# [The data]
**********

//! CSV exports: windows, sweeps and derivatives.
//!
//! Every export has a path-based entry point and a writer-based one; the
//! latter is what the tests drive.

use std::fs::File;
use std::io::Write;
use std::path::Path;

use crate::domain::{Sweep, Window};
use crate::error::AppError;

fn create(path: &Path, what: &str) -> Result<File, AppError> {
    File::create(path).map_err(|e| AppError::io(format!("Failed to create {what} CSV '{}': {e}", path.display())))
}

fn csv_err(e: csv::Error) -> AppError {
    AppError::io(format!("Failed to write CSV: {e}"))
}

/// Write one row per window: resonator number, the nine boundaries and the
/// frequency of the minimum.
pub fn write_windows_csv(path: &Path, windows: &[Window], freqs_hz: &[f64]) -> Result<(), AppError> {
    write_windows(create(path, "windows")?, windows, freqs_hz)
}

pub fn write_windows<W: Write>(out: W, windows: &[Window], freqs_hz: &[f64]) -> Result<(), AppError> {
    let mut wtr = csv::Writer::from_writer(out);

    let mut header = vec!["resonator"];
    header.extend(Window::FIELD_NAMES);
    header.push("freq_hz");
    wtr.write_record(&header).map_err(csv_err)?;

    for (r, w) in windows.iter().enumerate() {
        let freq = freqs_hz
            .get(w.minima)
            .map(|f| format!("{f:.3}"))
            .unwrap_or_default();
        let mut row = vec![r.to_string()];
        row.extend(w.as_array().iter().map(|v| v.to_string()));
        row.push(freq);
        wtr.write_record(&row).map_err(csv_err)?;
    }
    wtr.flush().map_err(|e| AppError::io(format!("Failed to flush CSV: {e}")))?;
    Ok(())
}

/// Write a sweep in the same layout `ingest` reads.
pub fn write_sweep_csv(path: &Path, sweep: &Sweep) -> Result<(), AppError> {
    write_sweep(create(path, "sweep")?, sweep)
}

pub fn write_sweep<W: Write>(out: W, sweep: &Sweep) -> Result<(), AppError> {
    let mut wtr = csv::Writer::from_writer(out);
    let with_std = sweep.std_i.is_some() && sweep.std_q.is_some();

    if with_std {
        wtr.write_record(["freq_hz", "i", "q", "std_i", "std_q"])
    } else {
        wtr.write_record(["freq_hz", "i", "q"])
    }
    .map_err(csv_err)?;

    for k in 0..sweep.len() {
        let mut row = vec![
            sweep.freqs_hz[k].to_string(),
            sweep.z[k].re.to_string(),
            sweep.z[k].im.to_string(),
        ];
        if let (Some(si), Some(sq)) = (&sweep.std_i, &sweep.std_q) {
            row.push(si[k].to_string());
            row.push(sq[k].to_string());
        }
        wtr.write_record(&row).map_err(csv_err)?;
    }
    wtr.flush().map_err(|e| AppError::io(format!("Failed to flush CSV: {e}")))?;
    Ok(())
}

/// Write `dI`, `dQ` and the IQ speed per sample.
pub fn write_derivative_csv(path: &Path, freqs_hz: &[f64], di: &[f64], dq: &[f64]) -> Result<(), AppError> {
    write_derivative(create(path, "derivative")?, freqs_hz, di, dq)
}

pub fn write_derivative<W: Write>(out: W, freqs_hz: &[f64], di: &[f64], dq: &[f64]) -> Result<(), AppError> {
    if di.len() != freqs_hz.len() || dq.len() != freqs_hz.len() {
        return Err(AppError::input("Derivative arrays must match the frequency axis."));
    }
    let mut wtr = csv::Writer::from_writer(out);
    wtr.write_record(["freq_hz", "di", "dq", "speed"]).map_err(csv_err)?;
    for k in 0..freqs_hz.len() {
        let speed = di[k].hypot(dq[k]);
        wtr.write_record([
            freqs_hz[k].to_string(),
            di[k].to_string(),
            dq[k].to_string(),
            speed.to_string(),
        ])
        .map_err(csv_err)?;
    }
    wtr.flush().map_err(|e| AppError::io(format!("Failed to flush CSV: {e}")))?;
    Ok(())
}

**********

# [Required action]
Using the records above, write out exactly the lines between the one holding "wtr.write_record(&header).map_err(csv_err)?;" and the one holding "Write a sweep", inclusive; leave everything else out.

# [Task response]
    wtr.write_record(&header).map_err(csv_err)?;

    for (r, w) in windows.iter().enumerate() {
        let freq = freqs_hz
            .get(w.minima)
            .map(|f| format!("{f:.3}"))
            .unwrap_or_default();
        let mut row = vec![r.to_string()];
        row.extend(w.as_array().iter().map(|v| v.to_string()));
        row.push(freq);
        wtr.write_record(&row).map_err(csv_err)?;
    }
    wtr.flush().map_err(|e| AppError::io(format!("Failed to flush CSV: {e}")))?;
    Ok(())
}

/// Write a sweep in the same layout `ingest` reads.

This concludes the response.